» What the exercise asks: Below are entries. Reproduce exactly the lines between the line holding "let latency = start.elapsed().as_millis()" and the line holding "fn log_stage(run_id: &str, stage: PipelineStage)", inclusive, and only those.

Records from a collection

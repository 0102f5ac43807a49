//! End-to-end brainstorming pipeline.
//!
//! Stages run strictly in order:
//! `init -> generating -> expanding -> graph_building -> clustering -> synthesizing -> done`.
//! Only generation can fail the run; clustering problems fall back to a
//! single cluster.

use chrono::{DateTime, Utc};
use serde::Serialize;
use std::fmt;
use std::sync::Arc;
use std::time::{Duration, Instant};
use tracing::{debug, info, warn};
use uuid::Uuid;

use super::community::{
    bridge_thoughts, detector_for, CommunityDetector, Partition, SingleClusterDetector,
    DEFAULT_BRIDGE_COUNT,
};
use super::graph::{GraphView, ThoughtGraphBuilder};
use super::hybrid::{select_best, HybridSynthesizer, HybridThought};
use super::relation::{RelationClassifier, ThresholdClassifier};
use super::scoring::{CriterionWeights, ScoringEngine};
use super::thought::Thought;
use super::tree::ThoughtGenerator;
use crate::config::PipelineConfig;
use crate::error::{ClusteringError, PipelineError};
use crate::generation::GenerationContract;

/// Stage of a pipeline run.
#[derive(Debug, Clone, Copy, PartialEq, Eq, Hash, Serialize)]
#[serde(rename_all = "snake_case")]
pub enum PipelineStage {
    Init,
    Generating,
    Expanding,
    GraphBuilding,
    Clustering,
    Synthesizing,
    Done,
}

impl PipelineStage {
    pub fn as_str(&self) -> &'static str {
        match self {
            PipelineStage::Init => "init",
            PipelineStage::Generating => "generating",
            PipelineStage::Expanding => "expanding",
            PipelineStage::GraphBuilding => "graph_building",
            PipelineStage::Clustering => "clustering",
            PipelineStage::Synthesizing => "synthesizing",
            PipelineStage::Done => "done",
        }
    }
}

impl fmt::Display for PipelineStage {
    fn fmt(&self, f: &mut fmt::Formatter<'_>) -> fmt::Result {
        f.write_str(self.as_str())
    }
}

/// Everything a run produces.
#[derive(Debug, Clone, Serialize)]
pub struct PipelineResult {
    pub run_id: String,
    pub task: String,
    /// Top thoughts after expansion, best first.
    pub thoughts: Vec<Thought>,
    pub graph: GraphView,
    pub cluster_count: usize,
    pub hybrids: Vec<HybridThought>,
    pub best_hybrid: Option<HybridThought>,
    pub bridge_thoughts: Vec<String>,
    pub completed_at: DateTime<Utc>,
    pub latency_ms: i64,
}

/// Tree-of-Thoughts to Graph-of-Thoughts brainstorming pipeline.
#[derive(Clone)]
pub struct Pipeline {
    contract: Arc<dyn GenerationContract>,
    engine: ScoringEngine,
    classifier: Arc<dyn RelationClassifier>,
    detector: Arc<dyn CommunityDetector>,
    synthesizer: HybridSynthesizer,
    depth: usize,
    branching_factor: usize,
    generation_timeout: Duration,
}

impl Pipeline {
    /// Create a pipeline from configuration.
    ///
    /// An unknown clustering backend is logged and replaced by the
    /// single-cluster detector.
    pub fn new(contract: Arc<dyn GenerationContract>, config: &PipelineConfig) -> Self {
        let detector = detector_for(&config.clustering.backend, config.clustering.seed)
            .unwrap_or_else(|e| {
                warn!(error = %e, "Falling back to single-cluster detection");
                Arc::new(SingleClusterDetector)
            });

        Self {
            contract,
            engine: ScoringEngine::default(),
            classifier: Arc::new(ThresholdClassifier::new(config.relation_score_gap)),
            detector,
            synthesizer: HybridSynthesizer::new(),
            depth: config.depth,
            branching_factor: config.branching_factor,
            generation_timeout: Duration::from_millis(config.generation_timeout_ms),
        }
    }

    /// Use a different relation classifier
    pub fn with_classifier(mut self, classifier: Arc<dyn RelationClassifier>) -> Self {
        self.classifier = classifier;
        self
    }

    /// Use a different community detector
    pub fn with_detector(mut self, detector: Arc<dyn CommunityDetector>) -> Self {
        self.detector = detector;
        self
    }

    /// Score thoughts with an alternate rubric
    pub fn with_weights(mut self, weights: CriterionWeights) -> Self {
        self.engine = ScoringEngine::new(weights);
        self
    }

    /// Name of the active community detector.
    pub fn detector_name(&self) -> &'static str {
        self.detector.name()
    }

    /// Run every stage for `task`.
    pub async fn run(&self, task: &str) -> Result<PipelineResult, PipelineError> {
        let start = Instant::now();
        let run_id = Uuid::new_v4().to_string();
        log_stage(&run_id, PipelineStage::Init);

        let task = task.trim();
        if task.is_empty() {
            return Err(PipelineError::InvalidInput {
                message: "Task cannot be empty".to_string(),
            });
        }

        log_stage(&run_id, PipelineStage::Generating);
        let generator =
            ThoughtGenerator::new(self.contract.clone(), self.engine, self.generation_timeout);
        let initial = generator.generate_initial(task).await.map_err(|source| {
            warn!(run_id = %run_id, error = %source, "Generation failed");
            PipelineError::Stage {
                stage: PipelineStage::Generating,
                source,
            }
        })?;

        log_stage(&run_id, PipelineStage::Expanding);
        let thoughts = generator.expand(&initial, self.depth, self.branching_factor);

        log_stage(&run_id, PipelineStage::GraphBuilding);
        let graph = ThoughtGraphBuilder::new(self.classifier.clone()).build(&thoughts);
        debug!(
            run_id = %run_id,
            nodes = graph.node_count(),
            edges = graph.edge_count(),
            "Thought graph built"
        );

        log_stage(&run_id, PipelineStage::Clustering);
        let partition = self
            .detector
            .partition(&graph)
            .and_then(|p| {
                if p.len() == graph.node_count() {
                    Ok(p)
                } else {
                    Err(ClusteringError::PartitionSize {
                        expected: graph.node_count(),
                        actual: p.len(),
                    })
                }
            })
            .unwrap_or_else(|e| {
                warn!(
                    run_id = %run_id,
                    detector = self.detector.name(),
                    error = %e,
                    "Community detection failed, using a single cluster"
                );
                Partition::single(graph.node_count())
            });
        let bridges = bridge_thoughts(&graph, DEFAULT_BRIDGE_COUNT);

        log_stage(&run_id, PipelineStage::Synthesizing);
        let hybrids = self.synthesizer.synthesize(&graph, &partition);
        let best_hybrid = select_best(&hybrids).cloned();

        log_stage(&run_id, PipelineStage::Done);
        let latency = start.elapsed().as_millis() as i64;
        info!(
            run_id = %run_id,
            thoughts = thoughts.len(),
            clusters = partition.cluster_count(),
            hybrids = hybrids.len(),
            best_hybrid = best_hybrid.as_ref().map(|h| h.id.as_str()).unwrap_or("none"),
            latency_ms = latency,
            "Brainstorming run complete"
        );

        Ok(PipelineResult {
            run_id,
            task: task.to_string(),
            graph: graph.view(&partition),
            cluster_count: partition.cluster_count(),
            thoughts,
            hybrids,
            best_hybrid,
            bridge_thoughts: bridges,
            completed_at: Utc::now(),
            latency_ms: latency,
        })
    }
}

fn log_stage(run_id: &str, stage: PipelineStage) {
    info!(run_id = %run_id, stage = %stage, "Entering pipeline stage");
}

#[cfg(test)]
mod tests {
    use super::*;
    use crate::generation::StubGenerator;

    #[test]
    fn test_stage_names() {
        assert_eq!(PipelineStage::GraphBuilding.to_string(), "graph_building");
        assert_eq!(
            serde_json::to_string(&PipelineStage::Synthesizing).unwrap(),
            "\"synthesizing\""
        );
    }

    #[test]
    fn test_unknown_backend_falls_back() {
        let mut config = PipelineConfig::default();
        config.clustering.backend = "leiden".to_string();
        let pipeline = Pipeline::new(Arc::new(StubGenerator::new()), &config);
        assert_eq!(pipeline.detector_name(), "single");
    }

    #[test]
    fn test_default_backend_is_louvain() {
        let pipeline = Pipeline::new(Arc::new(StubGenerator::new()), &PipelineConfig::default());
        assert_eq!(pipeline.detector_name(), "louvain");
    }

    #[tokio::test]
    async fn test_blank_task_is_rejected() {
        let pipeline = Pipeline::new(Arc::new(StubGenerator::new()), &PipelineConfig::default());
        let err = pipeline.run("   ").await.unwrap_err();
        assert!(matches!(err, PipelineError::InvalidInput { .. }));
        assert_eq!(err.stage(), PipelineStage::Init);
    }

    #[test]
    fn test_pipeline_is_send_and_sync() {
        fn assert_send_sync<T: Send + Sync>() {}
        assert_send_sync::<Pipeline>();
    }
}
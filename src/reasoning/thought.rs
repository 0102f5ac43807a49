use serde::Serialize;

use super::scoring::{CriteriaScores, ScoringEngine};

/// A scored candidate solution.
///
/// The total score is computed once at construction and cannot be changed
/// afterwards; deriving a variant always produces a new `Thought`.
#[derive(Debug, Clone, PartialEq, Serialize)]
pub struct Thought {
    id: String,
    summary: String,
    criteria_scores: CriteriaScores,
    total_score: f64,
}

impl Thought {
    /// Create a thought from an already validated score vector.
    pub fn new(
        id: impl Into<String>,
        summary: impl Into<String>,
        criteria_scores: CriteriaScores,
        engine: &ScoringEngine,
    ) -> Self {
        let total_score = engine.score(&criteria_scores);
        Self {
            id: id.into(),
            summary: summary.into(),
            criteria_scores,
            total_score,
        }
    }

    /// Unique identifier.
    pub fn id(&self) -> &str {
        &self.id
    }

    /// Free-text description.
    pub fn summary(&self) -> &str {
        &self.summary
    }

    /// Per-criterion scores.
    pub fn criteria_scores(&self) -> &CriteriaScores {
        &self.criteria_scores
    }

    /// Weighted total score.
    #[inline]
    pub fn total_score(&self) -> f64 {
        self.total_score
    }

    /// Derive a child variant with every criterion shifted by `delta`.
    pub fn variant(
        &self,
        id: impl Into<String>,
        summary: impl Into<String>,
        delta: f64,
        engine: &ScoringEngine,
    ) -> Thought {
        Thought::new(id, summary, self.criteria_scores.shifted(delta), engine)
    }
}

/// Sort thoughts by total score, highest first. Equal scores keep their order.
pub fn rank_descending(thoughts: &mut [Thought]) {
    thoughts.sort_by(|a, b| b.total_score.total_cmp(&a.total_score));
}

#[cfg(test)]
mod tests {
    use super::*;
    use crate::reasoning::scoring::uniform_scores;

    fn thought(id: &str, value: f64) -> Thought {
        let engine = ScoringEngine::default();
        let scores = engine.validate(&uniform_scores(value)).unwrap();
        Thought::new(id, format!("summary {}", id), scores, &engine)
    }

    #[test]
    fn test_total_score_is_derived() {
        let t = thought("T1", 7.0);
        assert!((t.total_score() - 7.0).abs() < 1e-9);
        assert_eq!(t.id(), "T1");
        assert_eq!(t.summary(), "summary T1");
    }

    #[test]
    fn test_variant_does_not_touch_parent() {
        let engine = ScoringEngine::default();
        let parent = thought("T1", 7.0);
        let child = parent.variant("T1-L2-3", "child", 0.5, &engine);

        assert!((parent.total_score() - 7.0).abs() < 1e-9);
        assert!((child.total_score() - 7.5).abs() < 1e-9);
        assert_eq!(child.id(), "T1-L2-3");
    }

    #[test]
    fn test_rank_descending_is_stable() {
        let mut thoughts = vec![
            thought("A", 5.0),
            thought("B", 8.0),
            thought("C", 5.0),
            thought("D", 9.0),
        ];
        rank_descending(&mut thoughts);
        let ids: Vec<&str> = thoughts.iter().map(|t| t.id()).collect();
        assert_eq!(ids, vec!["D", "B", "A", "C"]);
    }

    #[test]
    fn test_thought_serializes_scores() {
        let json = serde_json::to_value(thought("T1", 4.0)).unwrap();
        assert_eq!(json["id"], "T1");
        assert_eq!(json["criteria_scores"]["ux"], 4.0);
        assert!(json["total_score"].as_f64().is_some());
    }
}
//! Prompt definitions for the thought generation pipe.

/// System prompt for the thought generation pipe.
///
/// Used both when upserting the pipe and as the first message of every run.
pub const THOUGHT_GENERATION_PROMPT: &str = r#"You are a brilliant product and systems architect. You are extremely precise and objective.

Your response MUST be valid JSON in this exact format:
{
  "thoughts": [
    {
      "id": "T1",
      "title": "short headline, e.g. \"React Native + external API\"",
      "summary": "2-3 sentences describing the approach",
      "scores": {"goal_achievement": 9, "feasibility": 8}
    }
  ]
}

Guidelines:
- Generate EXACTLY the requested number of distinct, high-quality solution approaches
- Use ids T1, T2, ... in order
- Score every listed criterion from 1 (worst) to 10 (best), no other keys
- Always respond with valid JSON only, no other text"#;

/// Build the user message asking for `count` candidate thoughts for `task`.
pub fn generation_task_prompt(task: &str, criteria: &[String], count: usize) -> String {
    let criteria_list = criteria
        .iter()
        .map(|name| format!("- {} (1-10)", name))
        .collect::<Vec<_>>()
        .join("\n");

    format!(
        "Task: {}\n\nGenerate EXACTLY {} different solution approaches (thoughts).\n\
         Score each one on these criteria:\n\n{}",
        task, count, criteria_list
    )
}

» Result for this task:
        let latency = start.elapsed().as_millis() as i64;
        info!(
            run_id = %run_id,
            thoughts = thoughts.len(),
            clusters = partition.cluster_count(),
            hybrids = hybrids.len(),
            best_hybrid = best_hybrid.as_ref().map(|h| h.id.as_str()).unwrap_or("none"),
            latency_ms = latency,
            "Brainstorming run complete"
        );

        Ok(PipelineResult {
            run_id,
            task: task.to_string(),
            graph: graph.view(&partition),
            cluster_count: partition.cluster_count(),
            thoughts,
            hybrids,
            best_hybrid,
            bridge_thoughts: bridges,
            completed_at: Utc::now(),
            latency_ms: latency,
        })
    }
}

fn log_stage(run_id: &str, stage: PipelineStage) {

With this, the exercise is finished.